Some enlightened countries pro-rata stat days, but New Zealand doesn’t.


> stat day

If you don't know what a "stat day" is (I didn't), it apparently stands for "statutory holidays" which is like public holidays.

During my brief time in the US, I observed that over there the public holidays tend to be something like "nth Friday/Monday of so-and-so month"; that way you get a long weekend. This is how it's done in some other countries as well.

Unfortunately not in my country (where I'm lucky to have both Saturdays and Sundays off! (I should probably move...) ); if a public holiday falls on a Wednesday, you get the Wednesday off. But on the bright side, there's plenty of holidays here.


The employer can fix up the imbalance -- if there are N bank holidays in the year, give all 80% part time workers 0.8N extra days of holiday allowance above their usual amount (etc), and mandate that they cover the bank holidays with days from their allowance if they would normally work them. (My UK employer does this.)


Or just don't have them off by default and add the days to all employees allowance, but always allow people to book them off if they want.

That way if you have a family and are all off you can spend it together, but if you have nothing to do can use it when it better suits you.

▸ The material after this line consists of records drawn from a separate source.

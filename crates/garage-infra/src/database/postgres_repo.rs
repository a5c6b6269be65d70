//! PostgreSQL repository implementations.

use std::collections::{HashMap, HashSet};

use async_trait::async_trait;
use sea_orm::sea_query::{Expr, Func};
use sea_orm::{
    ColumnTrait, Condition, ConnectionTrait, EntityTrait, PaginatorTrait, QueryFilter, QueryOrder,
    QuerySelect, TransactionTrait,
};
use uuid::Uuid;

use garage_core::domain::{
    Category, CategoryWithCount, Page, PostDetails, PostQuery, ReplyDetails, User,
};
use garage_core::error::RepoError;
use garage_core::ports::{
    CategoryRepository, ChatLogRepository, PostRepository, ReplyRepository, UserRepository,
};

use super::entity::category::{self, Entity as CategoryEntity};
use super::entity::chat_log::Entity as ChatLogEntity;
use super::entity::post::{self, Entity as PostEntity};
use super::entity::reply::{self, Entity as ReplyEntity};
use super::entity::user::{self, Entity as UserEntity};
use super::postgres_base::{PostgresBaseRepository, map_db_err};

/// PostgreSQL user repository.
pub type PostgresUserRepository = PostgresBaseRepository<UserEntity>;

/// PostgreSQL category repository.
pub type PostgresCategoryRepository = PostgresBaseRepository<CategoryEntity>;

/// PostgreSQL post repository.
pub type PostgresPostRepository = PostgresBaseRepository<PostEntity>;

/// PostgreSQL reply repository.
pub type PostgresReplyRepository = PostgresBaseRepository<ReplyEntity>;

/// PostgreSQL chat log repository.
pub type PostgresChatLogRepository = PostgresBaseRepository<ChatLogEntity>;

/// Mask an email for logging to avoid PII in logs.
pub(crate) fn mask_email(email: &str) -> String {
    match email.split_once('@') {
        Some((local, domain)) => match local.chars().next() {
            Some(first) if local.chars().count() > 1 => format!("{first}***@{domain}"),
            _ => format!("***@{domain}"),
        },
        None => "***".to_string(),
    }
}

#[async_trait]
impl UserRepository for PostgresUserRepository {
    async fn find_by_email(&self, email: &str) -> Result<Option<User>, RepoError> {
        tracing::debug!(user_email = %mask_email(email), "Finding user by email");

        let result = UserEntity::find()
            .filter(user::Column::Email.eq(email))
            .one(&self.db)
            .await
            .map_err(map_db_err)?;

        Ok(result.map(Into::into))
    }

    async fn recent(&self, limit: u64) -> Result<Vec<User>, RepoError> {
        let result = UserEntity::find()
            .order_by_desc(user::Column::CreatedAt)
            .limit(limit)
            .all(&self.db)
            .await
            .map_err(map_db_err)?;

        Ok(result.into_iter().map(Into::into).collect())
    }
}

#[async_trait]
impl CategoryRepository for PostgresCategoryRepository {
    async fn find_by_slug(&self, slug: &str) -> Result<Option<Category>, RepoError> {
        let result = CategoryEntity::find()
            .filter(category::Column::Slug.eq(slug))
            .one(&self.db)
            .await
            .map_err(map_db_err)?;

        Ok(result.map(Into::into))
    }

    async fn list_with_counts(&self) -> Result<Vec<CategoryWithCount>, RepoError> {
        let categories = CategoryEntity::find()
            .order_by_asc(category::Column::Name)
            .all(&self.db)
            .await
            .map_err(map_db_err)?;

        let counts: HashMap<Uuid, i64> = PostEntity::find()
            .select_only()
            .column(post::Column::CategoryId)
            .column_as(Expr::col(post::Column::Id).count(), "count")
            .filter(post::Column::Status.eq(post::Status::Published))
            .group_by(post::Column::CategoryId)
            .into_tuple::<(Uuid, i64)>()
            .all(&self.db)
            .await
            .map_err(map_db_err)?
            .into_iter()
            .collect();

        Ok(categories
            .into_iter()
            .map(|model| {
                let post_count = counts.get(&model.id).copied().unwrap_or(0) as u64;
                CategoryWithCount {
                    category: model.into(),
                    post_count,
                }
            })
            .collect())
    }
}

/// Reply counts for a set of posts.
async fn reply_counts<C: ConnectionTrait>(
    db: &C,
    post_ids: Vec<Uuid>,
) -> Result<HashMap<Uuid, u64>, RepoError> {
    let rows = ReplyEntity::find()
        .select_only()
        .column(reply::Column::PostId)
        .column_as(Expr::col(reply::Column::Id).count(), "count")
        .filter(reply::Column::PostId.is_in(post_ids))
        .group_by(reply::Column::PostId)
        .into_tuple::<(Uuid, i64)>()
        .all(db)
        .await
        .map_err(map_db_err)?;

    Ok(rows.into_iter().map(|(id, n)| (id, n as u64)).collect())
}

async fn users_by_id<C: ConnectionTrait>(
    db: &C,
    ids: HashSet<Uuid>,
) -> Result<HashMap<Uuid, User>, RepoError> {
    let users = UserEntity::find()
        .filter(user::Column::Id.is_in(ids))
        .all(db)
        .await
        .map_err(map_db_err)?;

    Ok(users
        .into_iter()
        .map(|m| {
            let user: User = m.into();
            (user.id, user)
        })
        .collect())
}

/// Attach author, category and reply count to each post, preserving order.
async fn load_post_details<C: ConnectionTrait>(
    db: &C,
    posts: Vec<post::Model>,
) -> Result<Vec<PostDetails>, RepoError> {
    if posts.is_empty() {
        return Ok(Vec::new());
    }

    let users = users_by_id(db, posts.iter().map(|p| p.user_id).collect()).await?;

    let category_ids: HashSet<Uuid> = posts.iter().map(|p| p.category_id).collect();
    let categories: HashMap<Uuid, Category> = CategoryEntity::find()
        .filter(category::Column::Id.is_in(category_ids))
        .all(db)
        .await
        .map_err(map_db_err)?
        .into_iter()
        .map(|m| (m.id, m.into()))
        .collect();

    let counts = reply_counts(db, posts.iter().map(|p| p.id).collect()).await?;

    Ok(posts
        .into_iter()
        .filter_map(|model| {
            let author = users.get(&model.user_id)?;
            let category = categories.get(&model.category_id)?;
            let reply_count = counts.get(&model.id).copied().unwrap_or(0);
            Some(PostDetails {
                user: author.summary(),
                category: category.summary(),
                reply_count,
                post: model.into(),
            })
        })
        .collect())
}

/// `%term%` for a case-insensitive LIKE, with the term's own wildcards escaped
/// so it matches literally.
fn contains_pattern(term: &str) -> String {
    let mut pattern = String::with_capacity(term.len() + 2);
    pattern.push('%');
    for c in term.to_lowercase().chars() {
        if matches!(c, '%' | '_' | '\\') {
            pattern.push('\\');
        }
        pattern.push(c);
    }
    pattern.push('%');
    pattern
}

fn published_filter(query: &PostQuery) -> Condition {
    let mut condition = Condition::all().add(post::Column::Status.eq(post::Status::Published));

    if let Some(category_id) = query.category_id {
        condition = condition.add(post::Column::CategoryId.eq(category_id));
    }

    if let Some(term) = query.search.as_deref() {
        let pattern = contains_pattern(term);
        condition = condition.add(
            Condition::any()
                .add(Expr::expr(Func::lower(Expr::col(post::Column::Title))).like(pattern.clone()))
                .add(Expr::expr(Func::lower(Expr::col(post::Column::Content))).like(pattern)),
        );
    }

    condition
}

#[async_trait]
impl PostRepository for PostgresPostRepository {
    async fn list_published(&self, query: &PostQuery) -> Result<Page<PostDetails>, RepoError> {
        let condition = published_filter(query);

        let total = PostEntity::find()
            .filter(condition.clone())
            .count(&self.db)
            .await
            .map_err(map_db_err)?;

        let models = PostEntity::find()
            .filter(condition)
            .order_by_desc(post::Column::CreatedAt)
            .offset(query.offset())
            .limit(query.limit)
            .all(&self.db)
            .await
            .map_err(map_db_err)?;

        Ok(Page {
            items: load_post_details(&self.db, models).await?,
            page: query.page,
            limit: query.limit,
            total,
        })
    }

    async fn find_published_details(&self, id: Uuid) -> Result<Option<PostDetails>, RepoError> {
        let Some(model) = PostEntity::find_by_id(id)
            .filter(post::Column::Status.eq(post::Status::Published))
            .one(&self.db)
            .await
            .map_err(map_db_err)?
        else {
            return Ok(None);
        };

        Ok(load_post_details(&self.db, vec![model]).await?.pop())
    }

    async fn delete_with_replies(&self, id: Uuid) -> Result<(), RepoError> {
        let txn = self.db.begin().await.map_err(map_db_err)?;

        let replies = ReplyEntity::delete_many()
            .filter(reply::Column::PostId.eq(id))
            .exec(&txn)
            .await
            .map_err(map_db_err)?;

        let result = PostEntity::delete_by_id(id)
            .exec(&txn)
            .await
            .map_err(map_db_err)?;

        if result.rows_affected == 0 {
            // dropping the transaction rolls it back
            return Err(RepoError::NotFound);
        }

        txn.commit().await.map_err(map_db_err)?;

        tracing::debug!(post_id = %id, replies = replies.rows_affected, "Post and replies deleted");
        Ok(())
    }
}

#[async_trait]
impl ReplyRepository for PostgresReplyRepository {
    async fn list_for_post(&self, post_id: Uuid) -> Result<Vec<ReplyDetails>, RepoError> {
        let models = ReplyEntity::find()
            .filter(reply::Column::PostId.eq(post_id))
            .order_by_desc(reply::Column::IsBestAnswer)
            .order_by_asc(reply::Column::CreatedAt)
            .all(&self.db)
            .await
            .map_err(map_db_err)?;

        let users = users_by_id(&self.db, models.iter().map(|r| r.user_id).collect()).await?;

        Ok(models
            .into_iter()
            .filter_map(|model| {
                let author = users.get(&model.user_id)?;
                Some(ReplyDetails {
                    user: author.summary(),
                    reply: model.into(),
                })
            })
            .collect())
    }

    async fn mark_best_answer(&self, post_id: Uuid, reply_id: Uuid) -> Result<(), RepoError> {
        let txn = self.db.begin().await.map_err(map_db_err)?;

        ReplyEntity::update_many()
            .col_expr(reply::Column::IsBestAnswer, Expr::value(false))
            .filter(reply::Column::PostId.eq(post_id))
            .exec(&txn)
            .await
            .map_err(map_db_err)?;

        let result = ReplyEntity::update_many()
            .col_expr(reply::Column::IsBestAnswer, Expr::value(true))
            .filter(reply::Column::Id.eq(reply_id))
            .filter(reply::Column::PostId.eq(post_id))
            .exec(&txn)
            .await
            .map_err(map_db_err)?;

        if result.rows_affected == 0 {
            return Err(RepoError::NotFound);
        }

        txn.commit().await.map_err(map_db_err)?;
        Ok(())
    }
}

impl ChatLogRepository for PostgresChatLogRepository {}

It’s time and a half and a day in lieu for working a stat where I am. If you work it much outside 8.30-5 penal rates rise, but that part is employer specific rather than legislated.


It mentions a fish and chip shop and an education facility.

I’d guess that the bulk of fish and chips are sold outside 9-5 Monday to Friday, and that there would be rioting in the streets if school days were reduced 20%.


> there would be rioting in the streets if school days were reduced 20%

Why not move schools to a four-day week, too? If it works for adults at work, I'm sure children would see similar benefits. We already know that typical school hours deprive children of much needed rest.


Why not move schools to a four-day week, too?

Because the unspoken advantage of a four-day week is you get an entire day to yourself without your kids.


I absolutely hate it when parents respond to questions like this, but…

Do you have kids? I love mine completely and unconditionally, but a day off being an employee and a parent (well half the day at least) sounds like bliss!


It's also just easier to do some of the boring chores work without kids in the house.


Because unless the kids were all off on the same day each week, which wouldn't work for their parents who have to fit in with their employers needs, then everyone would need even more babsitting cover than they already do.

If the kids were not all off on the same day, then teachers would struggle to get consistent teaching because 20% of the pupils would always be missing from a lesson.


I'm not sure kids can handle 10 hours school days. Or any increase of what they have today. Not sure, just my guess.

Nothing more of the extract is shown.